SAINT PAUL, Minn. — Forty-three games into the season, the Islanders still have a whole lot of the same problems they did back in October: a penalty kill and defensive zone that isn’t good enough; an overworked No. 1 goaltender; a lack of physicality; a team that, up and down the lineup, is not anywhere nearly consistent enough to play to its potential on a nightly basis.
After putting together one of their worst efforts of the season and losing 5-0 to the Wild on Monday night, all those problems are continuing to snowball in 2024.
The Islanders are 2-5-2 since Dec. 31, out of a playoff spot and now need to win on the second end of a back-to-back for the first time all year to avoid going below .500 on this road trip through the Central Division.
“We were f–king bad,” Cal Clutterbuck said.
That about sums it up.
The Isles are only a point out of a wild-card spot, so it is not as if the season is on the brink.
But this is as bad as things have felt since a seven-game losing streak in mid-November led to coach Lane Lambert being asked about his job status, not just because of the recent results but because of how they have come.
The lack of pushback and level of disinterest on Monday was jarring.
The Islanders let Minnesota live in their offensive zone, particularly in a shambolic second period where they were outshot 21-3 over 20 minutes.
“I just didn’t like our effort at all,” Lambert said. “I didn’t think we were 100 percent committed to playing the game the right way, right from the start. It just kinda snowballed as we went along.”
After a gut-punch of a loss on Saturday in Nashville, it was the exact opposite of what the Isles needed — an effort that reflected poorly on everyone who had a hand in it.
“It’s not who we are,” Scott Mayfield told The Post. “It’s not how we want to play. It wasn’t good.”
A middle period in which the Islanders played lifeless hockey ultimately did them in.
Connor Dewar extended Minnesota’s lead to 2-0 just 2:18 into the second after Sebastian Aho turned the puck over from behind his own net, allowing Dewar to skate into the slot and get a shot off unimpeded.
Joel Eriksson Ek then made it 3-0 on the power play after Bo Horvat’s delay of game penalty, deflecting in Kirill Kaprizov’s feed to the crease with little resistance.
“We got outworked and we got out-competed,” Lambert said.
The Islanders waved the proverbial white flag by pulling Ilya Sorokin for the final 20 minutes — presumably to rest him in advance of a back-to-back on Tuesday in Winnipeg — and giving Ken Appleby his first NHL action since January 2018.
Then a pair of late Minnesota goals — one of them shorthanded — put an exclamation mark on the embarrassment.
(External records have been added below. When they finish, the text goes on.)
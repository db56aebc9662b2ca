pub mod ambient;

use std::{
    fs::File,
    io::BufReader,
    path::PathBuf,
    sync::{
        atomic::{AtomicBool, Ordering},
        mpsc::{self, RecvTimeoutError, Sender},
        Arc, Mutex,
    },
    thread,
    time::Duration,
};

use anyhow::{anyhow, Context, Result};
use rodio::{source::SineWave, Decoder, OutputStream, Sink, Source};

use ambient::{AmbientSound, AmbientSource};

// Set to true to enable verbose logging in this module
const ENABLE_LOGS: bool = true;

use crate::{log_error, log_info};

const ALARM_FREQUENCY_HZ: f32 = 880.0;
const ALARM_GAIN: f32 = 0.3;
/// How often the thread re-checks whether its sink has drained.
const IDLE_POLL: Duration = Duration::from_millis(200);

enum PlaybackCommand {
    PlayFile(PathBuf),
    PlayAlarm(Duration),
    PlayAmbient(AmbientSound),
    Stop,
    SetVolume(f32),
}

/// Handle to the playback thread used for recorded clips, the wake-up tone and ambient loops.
///
/// rodio's output stream is not `Send`, so all audio objects stay on a dedicated
/// thread that is spawned lazily on first use.
#[derive(Clone)]
pub struct PlaybackHandle {
    tx: Arc<Mutex<Option<Sender<PlaybackCommand>>>>,
    is_playing: Arc<AtomicBool>,
}

impl Default for PlaybackHandle {
    fn default() -> Self {
        Self::new()
    }
}

impl PlaybackHandle {
    pub fn new() -> Self {
        Self {
            tx: Arc::new(Mutex::new(None)),
            is_playing: Arc::new(AtomicBool::new(false)),
        }
    }

    fn ensure_thread(&self) -> Result<Sender<PlaybackCommand>> {
        let mut guard = self
            .tx
            .lock()
            .map_err(|_| anyhow!("playback handle lock poisoned"))?;
        if let Some(tx) = guard.as_ref() {
            return Ok(tx.clone());
        }

        let (tx, rx) = mpsc::channel::<PlaybackCommand>();
        let is_playing = Arc::clone(&self.is_playing);

        thread::Builder::new()
            .name("sleeptrack-playback".to_string())
            .spawn(move || {
                let mut _stream: Option<OutputStream> = None;
                let mut sink: Option<Sink> = None;

                fn fresh_sink(stream: &mut Option<OutputStream>, sink: &mut Option<Sink>) -> Result<()> {
                    if let Some(old) = sink.take() {
                        old.stop();
                    }
                    let (s, handle) =
                        OutputStream::try_default().context("failed to open audio output")?;
                    let new_sink = Sink::try_new(&handle).context("failed to create audio sink")?;
                    *stream = Some(s);
                    *sink = Some(new_sink);
                    Ok(())
                }

                loop {
                    let cmd = match rx.recv_timeout(IDLE_POLL) {
                        Ok(cmd) => cmd,
                        Err(RecvTimeoutError::Timeout) => {
                            let playing = sink.as_ref().map(|s| !s.empty()).unwrap_or(false);
                            is_playing.store(playing, Ordering::SeqCst);
                            continue;
                        }
                        Err(RecvTimeoutError::Disconnected) => break,
                    };

                    let result = match cmd {
                        PlaybackCommand::PlayFile(path) => {
                            fresh_sink(&mut _stream, &mut sink).and_then(|()| {
                                let file = File::open(&path)
                                    .with_context(|| format!("failed to open {}", path.display()))?;
                                let source = Decoder::new(BufReader::new(file))
                                    .with_context(|| format!("failed to decode {}", path.display()))?;
                                if let Some(ref s) = sink {
                                    s.append(source);
                                }
                                Ok(())
                            })
                        }
                        PlaybackCommand::PlayAlarm(length) => {
                            fresh_sink(&mut _stream, &mut sink).map(|()| {
                                if let Some(ref s) = sink {
                                    s.append(
                                        SineWave::new(ALARM_FREQUENCY_HZ)
                                            .take_duration(length)
                                            .amplify(ALARM_GAIN),
                                    );
                                }
                            })
                        }
                        PlaybackCommand::PlayAmbient(kind) => {
                            fresh_sink(&mut _stream, &mut sink).map(|()| {
                                if let Some(ref s) = sink {
                                    s.append(AmbientSource::new(kind));
                                }
                            })
                        }
                        PlaybackCommand::Stop => {
                            if let Some(old) = sink.take() {
                                old.stop();
                            }
                            _stream = None;
                            Ok(())
                        }
                        PlaybackCommand::SetVolume(v) => {
                            if let Some(ref s) = sink {
                                s.set_volume(v.clamp(0.0, 1.0));
                            }
                            Ok(())
                        }
                    };

                    if let Err(err) = result {
                        log_error!("playback command failed: {err:?}");
                    }
                    let playing = sink.as_ref().map(|s| !s.empty()).unwrap_or(false);
                    is_playing.store(playing, Ordering::SeqCst);
                }
            })
            .context("failed to spawn playback thread")?;

        *guard = Some(tx.clone());
        Ok(tx)
    }

    fn send(&self, command: PlaybackCommand) -> Result<()> {
        self.ensure_thread()?
            .send(command)
            .map_err(|_| anyhow!("playback thread has exited"))
    }

    /// Queue a command that starts something audible; `is_playing` flips immediately.
    fn start(&self, command: PlaybackCommand) -> Result<()> {
        self.is_playing.store(true, Ordering::SeqCst);
        let sent = self.send(command);
        if sent.is_err() {
            self.is_playing.store(false, Ordering::SeqCst);
        }
        sent
    }

    pub fn play_file(&self, path: PathBuf) -> Result<()> {
        log_info!("playing {}", path.display());
        self.start(PlaybackCommand::PlayFile(path))
    }

    pub fn play_alarm(&self, length: Duration) -> Result<()> {
        self.start(PlaybackCommand::PlayAlarm(length))
    }

    /// Loop `sound` until stopped, replacing whatever was playing.
    pub fn play_ambient(&self, sound: AmbientSound) -> Result<()> {
        log_info!("playing ambient {}", sound.name());
        self.start(PlaybackCommand::PlayAmbient(sound))
    }

    /// Applies to the current sink only; a later play starts at full volume.
    pub fn set_volume(&self, volume: f32) -> Result<()> {
        self.send(PlaybackCommand::SetVolume(volume))
    }

    pub fn stop(&self) -> Result<()> {
        if let Ok(Some(tx)) = self.tx.lock().map(|g| g.clone()) {
            let _ = tx.send(PlaybackCommand::Stop);
        }
        Ok(())
    }

    /// Whether something is queued or audible, refreshed every few hundred milliseconds.
    pub fn is_playing(&self) -> bool {
        self.is_playing.load(Ordering::SeqCst)
    }
}

#[cfg(test)]
mod tests {
    use super::*;

    #[test]
    fn idle_handle_is_silent_and_stop_is_harmless() {
        let playback = PlaybackHandle::new();
        assert!(!playback.is_playing());

        // No thread has been spawned yet; stopping must not start one.
        playback.stop().unwrap();
        assert!(!playback.is_playing());
        assert!(playback.tx.lock().unwrap().is_none());
    }
}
The downward spiral started just minutes into the night, when Mats Zuccarello took advantage of an early Anders Lee penalty — the first of five the Isles would take — to give the Wild a lead within three minutes of puck drop..
“Just didn’t think we were very clean,” Nelson said. “Things kinda snowballed from there. We didn’t really get to a grind game or generate much possession and get through the neutral [zone] and into the offensive [zone], really, until the last little bit there. Wasn’t a well-played game by us.”
All year, the Islanders have dealt with injuries and suffered gut-punch loss after gut-punch loss.
For the most part, they have rolled with it and bounced back when needed, hanging around the playoff race as a result.
But on Monday, the pain of Alexandre Carrier’s game-winner with 7.9 seconds left in Saturday’s loss to the Predators looked as though it had yet to wear off. Ditto for the wear and tear of the last month, over which the injury situation has taken one step back for each step forward.
“We were just awful,” Clutterbuck said. “We were just bad.”
It’s a tough spot, no one can argue that. But the Islanders need points and sympathy won’t get them any.
Back in November, the Islanders ultimately bounced back off that losing streak to put together their best four-week stretch of the season and vault right back into playoff contention.
A similar turnaround would do them wonders right now.
If efforts like Monday are going to be the norm, though, they might as well take their ball and go home.